» **What you are asked to do**: Pull every line holding the string "Duration" from the records below.

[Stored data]
//! # Channel Arbiter
//!
//! Single coordination point for opening AMQP channels off the shared
//! connection. Many tasks may request a channel concurrently; a dedicated
//! loop owns the only reference that performs the open, and a fixed worker
//! pool bounds how many opens are in flight so a recovering broker is not
//! overwhelmed. Requests beyond the pool queue up in the rendezvous and are
//! served as workers free up.
//!
//! Acquisition is a single attempt by design: a caller that receives `None`
//! backs off for the reconnect interval and decides itself whether to try
//! again.

use std::sync::atomic::{AtomicU64, AtomicUsize, Ordering};
use std::sync::Arc;
use std::time::Duration;

use lapin::Channel;
use tokio::sync::{broadcast, mpsc, oneshot, OwnedSemaphorePermit, Semaphore};
use tracing::{debug, warn};

use super::connection::{is_connection_error, ConnectionManager};
use crate::resilience::TwoStepCircuitBreaker;

/// A pending request: the reply slot for an opened channel, `None` on
/// failure or rejection.
type ChannelRequest = oneshot::Sender<Option<Channel>>;

/// Arbiter counters. `peak_in_flight` never exceeds the configured worker
/// limit.
#[derive(Debug, Default)]
pub struct ArbiterStats {
    /// Requests answered with a channel
    pub served: AtomicU64,
    /// Requests answered with `None`
    pub rejected: AtomicU64,
    /// Channel-open calls currently in flight
    pub in_flight: AtomicUsize,
    /// Highest number of concurrent channel-open calls observed
    pub peak_in_flight: AtomicUsize,
}

/// Handle for requesting channels from the arbiter loop.
#[derive(Clone)]
pub(crate) struct ChannelArbiter {
    requests: mpsc::Sender<ChannelRequest>,
    stats: Arc<ArbiterStats>,
}

impl ChannelArbiter {
    /// Spawn the arbiter loop and return its handle.
    pub(crate) fn start(
        connection: Arc<ConnectionManager>,
        breaker: Arc<TwoStepCircuitBreaker>,
        max_workers: usize,
        shutdown: broadcast::Receiver<()>,
    ) -> Self {
        // Capacity 1 keeps this a rendezvous: excess requesters suspend in
        // send() until the loop gets to them.
        let (requests_tx, requests_rx) = mpsc::channel(1);
        let stats = Arc::new(ArbiterStats::default());

        tokio::spawn(run_arbiter(
            requests_rx,
            connection,
            breaker,
            Arc::new(Semaphore::new(max_workers)),
            stats.clone(),
            shutdown,
        ));

        Self {
            requests: requests_tx,
            stats,
        }
    }

    /// Request a channel. Suspends until the arbiter serves or rejects the
    /// request; `None` means the caller should back off before retrying.
    pub(crate) async fn acquire(&self) -> Option<Channel> {
        let (reply_tx, reply_rx) = oneshot::channel();
        self.requests.send(reply_tx).await.ok()?;
        reply_rx.await.unwrap_or(None)
    }

    /// Retry acquisition with `backoff` between attempts until a channel is
    /// obtained or shutdown is signalled.
    pub(crate) async fn acquire_with_backoff(
        &self,
        backoff: Duration,
        shutdown: &mut broadcast::Receiver<()>,
    ) -> Option<Channel> {
        loop {
            if let Some(channel) = self.acquire().await {
                return Some(channel);
            }
            tokio::select! {
                _ = shutdown.recv() => return None,
                _ = tokio::time::sleep(backoff) => {}
            }
        }
    }

    pub(crate) fn stats(&self) -> Arc<ArbiterStats> {
        self.stats.clone()
    }
}

async fn run_arbiter(
    mut requests: mpsc::Receiver<ChannelRequest>,
    connection: Arc<ConnectionManager>,
    breaker: Arc<TwoStepCircuitBreaker>,
    workers: Arc<Semaphore>,
    stats: Arc<ArbiterStats>,
    mut shutdown: broadcast::Receiver<()>,
) {
    loop {
        let reply = tokio::select! {
            _ = shutdown.recv() => break,
            request = requests.recv() => match request {
                Some(reply) => reply,
                None => break,
            },
        };

        // The semaphore is never closed; waiting here is what queues
        // requests once all workers are busy.
        let Ok(permit) = workers.clone().acquire_owned().await else {
            break;
        };
        tokio::spawn(open_channel(
            connection.clone(),
            breaker.clone(),
            permit,
            reply,
            stats.clone(),
        ));
    }
    debug!("channel arbiter stopped");
}

async fn open_channel(
    connection: Arc<ConnectionManager>,
    breaker: Arc<TwoStepCircuitBreaker>,
    permit: OwnedSemaphorePermit,
    reply: ChannelRequest,
    stats: Arc<ArbiterStats>,
) {
    let in_flight = stats.in_flight.fetch_add(1, Ordering::AcqRel) + 1;
    stats.peak_in_flight.fetch_max(in_flight, Ordering::AcqRel);

    let channel = try_open(&connection, &breaker).await;
    match channel {
        Some(_) => stats.served.fetch_add(1, Ordering::Relaxed),
        None => stats.rejected.fetch_add(1, Ordering::Relaxed),
    };

    stats.in_flight.fetch_sub(1, Ordering::AcqRel);
    // The requester may have given up; that is fine, the channel drops.
    let _ = reply.send(channel);
    drop(permit);
}

async fn try_open(
    connection: &ConnectionManager,
    breaker: &TwoStepCircuitBreaker,
) -> Option<Channel> {
    let call = match breaker.allow() {
        Ok(permit) => permit,
        Err(err) => {
            debug!(error = %err, "channel open rejected by breaker");
            return None;
        }
    };

    let Some(connection) = connection.current().await else {
        breaker.report(call, false);
        return None;
    };

    match connection.create_channel().await {
        Ok(channel) => {
            breaker.report(call, true);
            Some(channel)
        }
        Err(err) => {
            warn!(error = %err, "failed to open broker channel");
            breaker.report(call, !is_connection_error(&err));
            None
        }
    }
}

» **Task response**:
use std::time::Duration;
        backoff: Duration,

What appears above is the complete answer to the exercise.